§ **DIRECTIONS**:
Your answer must be one number: the count of lines below that hold the word "field".

*** SUPPLIED DATA

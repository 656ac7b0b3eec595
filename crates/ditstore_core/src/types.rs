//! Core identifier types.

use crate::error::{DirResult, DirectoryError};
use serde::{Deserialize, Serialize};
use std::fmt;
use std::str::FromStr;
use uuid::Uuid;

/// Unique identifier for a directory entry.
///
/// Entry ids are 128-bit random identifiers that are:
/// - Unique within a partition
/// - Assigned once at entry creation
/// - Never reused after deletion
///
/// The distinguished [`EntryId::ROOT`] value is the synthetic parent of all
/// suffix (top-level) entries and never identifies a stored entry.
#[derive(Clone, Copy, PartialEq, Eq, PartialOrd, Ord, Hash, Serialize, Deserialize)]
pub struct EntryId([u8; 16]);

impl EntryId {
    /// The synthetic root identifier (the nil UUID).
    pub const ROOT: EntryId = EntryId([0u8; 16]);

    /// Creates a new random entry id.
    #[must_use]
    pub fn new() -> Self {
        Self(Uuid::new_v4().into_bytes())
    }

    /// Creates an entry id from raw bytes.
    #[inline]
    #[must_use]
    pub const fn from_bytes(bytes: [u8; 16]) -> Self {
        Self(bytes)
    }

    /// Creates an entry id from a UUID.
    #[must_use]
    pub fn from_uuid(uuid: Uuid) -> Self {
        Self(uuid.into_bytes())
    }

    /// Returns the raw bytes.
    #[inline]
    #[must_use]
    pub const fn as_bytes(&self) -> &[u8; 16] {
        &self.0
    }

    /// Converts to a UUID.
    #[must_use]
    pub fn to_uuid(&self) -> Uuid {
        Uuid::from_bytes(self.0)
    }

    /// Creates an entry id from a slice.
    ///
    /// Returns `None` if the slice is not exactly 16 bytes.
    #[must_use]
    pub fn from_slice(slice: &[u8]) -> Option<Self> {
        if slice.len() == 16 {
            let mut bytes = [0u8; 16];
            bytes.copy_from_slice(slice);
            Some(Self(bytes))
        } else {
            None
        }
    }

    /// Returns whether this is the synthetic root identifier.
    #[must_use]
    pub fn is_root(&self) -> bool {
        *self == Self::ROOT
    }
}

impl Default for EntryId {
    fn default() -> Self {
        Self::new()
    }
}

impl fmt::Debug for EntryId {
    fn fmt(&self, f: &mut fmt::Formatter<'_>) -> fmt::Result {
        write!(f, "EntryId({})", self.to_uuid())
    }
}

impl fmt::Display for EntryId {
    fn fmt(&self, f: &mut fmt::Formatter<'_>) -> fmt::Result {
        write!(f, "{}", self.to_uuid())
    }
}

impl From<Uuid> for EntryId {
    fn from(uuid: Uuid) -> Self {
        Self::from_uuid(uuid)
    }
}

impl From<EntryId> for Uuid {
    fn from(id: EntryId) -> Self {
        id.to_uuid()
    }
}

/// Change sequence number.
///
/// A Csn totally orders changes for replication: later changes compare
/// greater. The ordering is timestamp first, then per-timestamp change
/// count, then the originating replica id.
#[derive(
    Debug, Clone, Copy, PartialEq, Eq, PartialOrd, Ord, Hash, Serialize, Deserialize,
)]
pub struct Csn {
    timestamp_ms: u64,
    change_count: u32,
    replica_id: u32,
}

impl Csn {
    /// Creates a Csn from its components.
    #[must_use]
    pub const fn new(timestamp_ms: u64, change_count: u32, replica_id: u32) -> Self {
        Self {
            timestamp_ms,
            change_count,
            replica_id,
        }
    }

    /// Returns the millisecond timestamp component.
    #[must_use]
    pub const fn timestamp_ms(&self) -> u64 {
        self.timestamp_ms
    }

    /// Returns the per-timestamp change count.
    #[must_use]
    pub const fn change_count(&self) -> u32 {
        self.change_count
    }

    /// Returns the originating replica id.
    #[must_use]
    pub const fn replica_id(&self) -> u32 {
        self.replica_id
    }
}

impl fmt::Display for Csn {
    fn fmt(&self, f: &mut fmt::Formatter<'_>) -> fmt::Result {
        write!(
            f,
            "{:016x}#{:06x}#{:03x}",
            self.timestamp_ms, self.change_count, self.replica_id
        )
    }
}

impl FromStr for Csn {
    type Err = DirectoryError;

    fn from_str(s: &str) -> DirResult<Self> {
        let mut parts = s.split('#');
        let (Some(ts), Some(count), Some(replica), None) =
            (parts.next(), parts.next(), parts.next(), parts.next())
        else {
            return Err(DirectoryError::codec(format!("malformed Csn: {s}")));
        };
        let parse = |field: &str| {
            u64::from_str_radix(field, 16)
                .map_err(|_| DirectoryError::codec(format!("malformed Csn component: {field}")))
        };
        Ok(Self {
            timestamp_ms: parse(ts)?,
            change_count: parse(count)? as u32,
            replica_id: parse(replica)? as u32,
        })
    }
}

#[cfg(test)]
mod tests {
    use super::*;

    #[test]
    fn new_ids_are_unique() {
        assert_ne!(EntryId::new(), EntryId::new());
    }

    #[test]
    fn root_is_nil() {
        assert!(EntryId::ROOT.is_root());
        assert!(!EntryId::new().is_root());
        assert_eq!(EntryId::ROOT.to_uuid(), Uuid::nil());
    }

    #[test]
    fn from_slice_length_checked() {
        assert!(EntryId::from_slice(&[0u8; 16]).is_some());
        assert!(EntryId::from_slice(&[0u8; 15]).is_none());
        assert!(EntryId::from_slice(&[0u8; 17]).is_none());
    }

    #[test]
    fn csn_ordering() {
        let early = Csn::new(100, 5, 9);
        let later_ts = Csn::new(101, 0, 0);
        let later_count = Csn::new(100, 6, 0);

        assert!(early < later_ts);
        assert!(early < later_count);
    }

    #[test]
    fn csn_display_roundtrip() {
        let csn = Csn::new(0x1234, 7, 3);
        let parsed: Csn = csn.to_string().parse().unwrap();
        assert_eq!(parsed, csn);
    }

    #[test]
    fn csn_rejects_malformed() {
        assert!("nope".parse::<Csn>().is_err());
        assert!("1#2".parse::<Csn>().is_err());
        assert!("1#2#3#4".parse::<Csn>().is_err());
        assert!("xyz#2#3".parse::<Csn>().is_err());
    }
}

******

§ **ANSWER FOR THE TASK**:
3